If Kurtis Blow was the first rap star, then his best friend William Waring, better known as Billy Bill, was the first rap songwriter. As kids in Harlem, Billy and Kurt had been A1 b-boys. Between 1980 and 1984, Waring penned the classics “Hard Times,” “Basketball,” “You Gotta Believe,” and “Games People Play,” and cowrote much of the Fat Boys’ first album. He was such a hot commodity that Sylvia Robinson reportedly offered him fifty thousand dollars to write for Sugar Hill Records. But he passed on it, knowing he had a better thing going with Kurt.
Like Kurt and Billy, Kyle Brinson had been an A1 b-boy as well and went back to the earliest days of the culture. Observant subway riders in 1971 taking note of the usual cast of New York characters—bums, hookers, outlaws, and creeps with overcoats—may have noticed the name Spec One spray-painted on the outside of the train. That was Kyle. By the time the first b-boys started transitioning into DJs and MCs, Brinson was ahead of the pack; he rechristened himself Kool Kyle the Starchild. Kyle earned his rep in the legendary Bronx hip-hop club the T Connection and was also a part of Black Door Productions (the original BDP), which managed and promoted Grandmaster Flash and the Furious Five.
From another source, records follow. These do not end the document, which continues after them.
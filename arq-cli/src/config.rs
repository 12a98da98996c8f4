//! Configuration file support for the ARQ transfer tool

use arq_protocol::config::{
    ArqConfig, ConfigError as ArqConfigError, DEFAULT_PACKET_COUNT, DEFAULT_PACKET_SIZE,
    DEFAULT_TIMEOUT, DEFAULT_WINDOW_SIZE,
};
use arq_protocol::sequence::MAX_SEQ_NUMBER;
use arq_sim::link::{Impairment, LinkConfig, DEFAULT_DELAY, DEFAULT_RATE_BPS};
use arq_sim::simulation::{SimConfig, DEFAULT_SENDER_START, DEFAULT_STOP_TIME};
use serde::{Deserialize, Serialize};
use std::fmt;
use std::fs;
use std::path::Path;
use std::str::FromStr;
use std::time::Duration;

/// Largest transfer the tool will simulate
///
/// Every payload is held in memory for the whole run.
pub const MAX_PACKET_COUNT: u32 = 100_000;

/// ARQ variant
#[derive(Debug, Clone, Copy, PartialEq, Eq, Serialize, Deserialize, clap::ValueEnum)]
#[serde(rename_all = "lowercase")]
pub enum Protocol {
    /// Go-Back-N
    Gbn,
    /// Selective-Repeat
    Sr,
}

impl fmt::Display for Protocol {
    fn fmt(&self, f: &mut fmt::Formatter<'_>) -> fmt::Result {
        match self {
            Protocol::Gbn => write!(f, "Go-Back-N"),
            Protocol::Sr => write!(f, "Selective-Repeat"),
        }
    }
}

/// Transfer parameters
#[derive(Debug, Clone, Serialize, Deserialize)]
#[serde(default)]
pub struct TransferConfig {
    pub protocol: Protocol,
    /// Maximum packets in flight
    pub window_size: u32,
    /// Retransmission timeout in milliseconds
    pub timeout_ms: u64,
    /// Payload bytes per packet
    pub packet_size: usize,
    /// Packets in the transfer
    pub packet_count: u32,
    /// Give up after this many retransmissions of one packet
    pub max_retransmissions: Option<u32>,
}

impl Default for TransferConfig {
    fn default() -> Self {
        TransferConfig {
            protocol: Protocol::Gbn,
            window_size: DEFAULT_WINDOW_SIZE,
            timeout_ms: DEFAULT_TIMEOUT.as_millis() as u64,
            packet_size: DEFAULT_PACKET_SIZE,
            packet_count: DEFAULT_PACKET_COUNT,
            max_retransmissions: None,
        }
    }
}

/// Link characteristics, applied to both directions
#[derive(Debug, Clone, Serialize, Deserialize)]
#[serde(default)]
pub struct LinkSettings {
    /// One-way propagation delay in milliseconds
    pub delay_ms: u64,
    /// Link rate in bits per second (0 = unlimited)
    pub rate_bps: u64,
}

impl Default for LinkSettings {
    fn default() -> Self {
        LinkSettings {
            delay_ms: DEFAULT_DELAY.as_millis() as u64,
            rate_bps: DEFAULT_RATE_BPS,
        }
    }
}

/// Run schedule
#[derive(Debug, Clone, Serialize, Deserialize)]
#[serde(default)]
pub struct ScheduleConfig {
    /// Sender start time in milliseconds
    pub sender_start_ms: u64,
    /// Receiver start time in milliseconds
    pub receiver_start_ms: u64,
    /// End of the run in milliseconds
    pub stop_ms: u64,
}

impl Default for ScheduleConfig {
    fn default() -> Self {
        ScheduleConfig {
            sender_start_ms: DEFAULT_SENDER_START.as_millis() as u64,
            receiver_start_ms: 0,
            stop_ms: DEFAULT_STOP_TIME.as_millis() as u64,
        }
    }
}

/// Scripted loss: drop the next `count` transmissions of `seq`
#[derive(Debug, Clone, Copy, PartialEq, Eq, Serialize, Deserialize)]
pub struct DropRule {
    pub seq: u32,
    #[serde(default = "default_count")]
    pub count: u32,
    /// Apply to acknowledgements of `seq` instead of data
    #[serde(default)]
    pub ack: bool,
}

fn default_count() -> u32 {
    1
}

fn check_seq(seq: u32) -> Result<(), String> {
    if seq > MAX_SEQ_NUMBER {
        return Err(format!(
            "sequence number {} exceeds maximum {}",
            seq, MAX_SEQ_NUMBER
        ));
    }
    Ok(())
}

impl DropRule {
    fn impairment(&self) -> Result<Impairment, ConfigError> {
        check_seq(self.seq).map_err(ConfigError::Invalid)?;
        Ok(if self.ack {
            Impairment::drop_ack(self.seq, self.count)
        } else {
            Impairment::drop_data(self.seq, self.count)
        })
    }
}

/// Parses `SEQ` or `SEQ:COUNT`
impl FromStr for DropRule {
    type Err = String;

    fn from_str(s: &str) -> Result<Self, Self::Err> {
        let (seq, count) = match s.split_once(':') {
            Some((seq, count)) => (seq, count),
            None => (s, "1"),
        };
        let seq = seq
            .trim()
            .parse()
            .map_err(|e| format!("invalid sequence number '{}': {}", seq, e))?;
        check_seq(seq)?;
        let count = count
            .trim()
            .parse()
            .map_err(|e| format!("invalid drop count '{}': {}", count, e))?;
        Ok(DropRule {
            seq,
            count,
            ack: false,
        })
    }
}

/// Scripted reordering: hold the next transmission of `seq` back by
/// `extra_ms`
#[derive(Debug, Clone, Copy, PartialEq, Eq, Serialize, Deserialize)]
pub struct DelayRule {
    pub seq: u32,
    pub extra_ms: u64,
    #[serde(default)]
    pub ack: bool,
}

impl DelayRule {
    fn impairment(&self) -> Result<Impairment, ConfigError> {
        check_seq(self.seq).map_err(ConfigError::Invalid)?;
        let extra = Duration::from_millis(self.extra_ms);
        Ok(if self.ack {
            Impairment::delay_ack(self.seq, extra)
        } else {
            Impairment::delay_data(self.seq, extra)
        })
    }
}

/// Complete run configuration
#[derive(Debug, Clone, Default, Serialize, Deserialize)]
#[serde(default)]
pub struct Config {
    pub transfer: TransferConfig,
    pub link: LinkSettings,
    pub schedule: ScheduleConfig,
    pub drops: Vec<DropRule>,
    pub delays: Vec<DelayRule>,
}

impl Config {
    /// Load configuration from TOML file
    pub fn from_file<P: AsRef<Path>>(path: P) -> Result<Self, ConfigError> {
        let contents = fs::read_to_string(path)?;
        let config: Config = toml::from_str(&contents)?;
        Ok(config)
    }

    /// Save configuration to TOML file
    pub fn to_file<P: AsRef<Path>>(&self, path: P) -> Result<(), ConfigError> {
        let contents = toml::to_string_pretty(self)?;
        fs::write(path, contents)?;
        Ok(())
    }

    /// Go-Back-N with packet 2 lost once
    pub fn example() -> Self {
        Config {
            drops: vec![DropRule {
                seq: 2,
                count: 1,
                ack: false,
            }],
            ..Config::default()
        }
    }

    /// Engine configuration, validated
    pub fn arq_config(&self) -> Result<ArqConfig, ConfigError> {
        let t = &self.transfer;
        if t.packet_count > MAX_PACKET_COUNT {
            return Err(ConfigError::Invalid(format!(
                "packet count {} exceeds maximum {}",
                t.packet_count, MAX_PACKET_COUNT
            )));
        }
        let mut config = ArqConfig::new(t.window_size, Duration::from_millis(t.timeout_ms))
            .with_packet_size(t.packet_size)
            .with_packet_count(t.packet_count);
        if let Some(limit) = t.max_retransmissions {
            config = config.with_max_retransmissions(limit);
        }
        config.validate()?;
        Ok(config)
    }

    /// Simulator topology and schedule
    pub fn sim_config(&self) -> Result<SimConfig, ConfigError> {
        let s = &self.schedule;
        if s.stop_ms < s.sender_start_ms {
            return Err(ConfigError::Invalid(format!(
                "stop time {}ms is before sender start {}ms",
                s.stop_ms, s.sender_start_ms
            )));
        }
        let link = LinkConfig::new(Duration::from_millis(self.link.delay_ms), self.link.rate_bps);
        Ok(SimConfig {
            forward: link,
            reverse: link,
            sender_start: Duration::from_millis(s.sender_start_ms),
            receiver_start: Duration::from_millis(s.receiver_start_ms),
            stop_time: Duration::from_millis(s.stop_ms),
        })
    }

    /// Scripted impairments, drops first
    pub fn impairments(&self) -> Result<Vec<Impairment>, ConfigError> {
        self.drops
            .iter()
            .map(DropRule::impairment)
            .chain(self.delays.iter().map(DelayRule::impairment))
            .collect()
    }
}

/// Configuration errors
#[derive(Debug, thiserror::Error)]
pub enum ConfigError {
    #[error("IO error: {0}")]
    Io(#[from] std::io::Error),

    #[error("TOML parse error: {0}")]
    Toml(#[from] toml::de::Error),

    #[error("TOML serialize error: {0}")]
    TomlSerialize(#[from] toml::ser::Error),

    #[error("Invalid transfer parameters: {0}")]
    Transfer(#[from] ArqConfigError),

    #[error("Invalid configuration: {0}")]
    Invalid(String),
}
In the early ’80s, while Kurt was burning up the charts as an artist on Mercury Records, Kool Kyle was scrambling in the clubs and studios, striking deals with Enjoy Records to release “Do You Like that Funky Beat?” and later “It’s Rockin’ Time,” in ’81, as well as “Getting Over” in ’82 on Frills Records to very little success.
And so it was that one night in the Fever, Kurt’s buddies Kool Kyle and Billy Bill decided to join forces for one record to show the world what they could do. “Trouble” is a socially conscious song that has familiar ’80s keyboards. The second cut, “The Old School,” is a funky LinnDrum banger where both MCs had a chance to shine.
Like Kurt, Kool Kyle may have sat at the front of the class at the DJ Hollywood and Melle Mel School of Rap.
“I’m not a fantasy, pure reality / I’m the real Starchild not a photocopy.”
Billy’s voice wasn’t as robust as Kyle’s, but he had a fighter’s spirit.
“Like the fish must swim and the birds must fly / We’re breakin’ MCs down and we’ll tell ya why…”
It was “The Old School” that cemented the legacy of Kool Kyle, the track that would bang out of JVC and Sony boom boxes from coast to coast.
Kurt’s former producer, J. B. Moore, once remarked of Waring, “When I met him, he said his name was Billy Bill, never worked, never will.” Waring disputes that, replying that he’s been working for twenty-five years and proudly still collects checks from “Hard Times” and “Basketball.”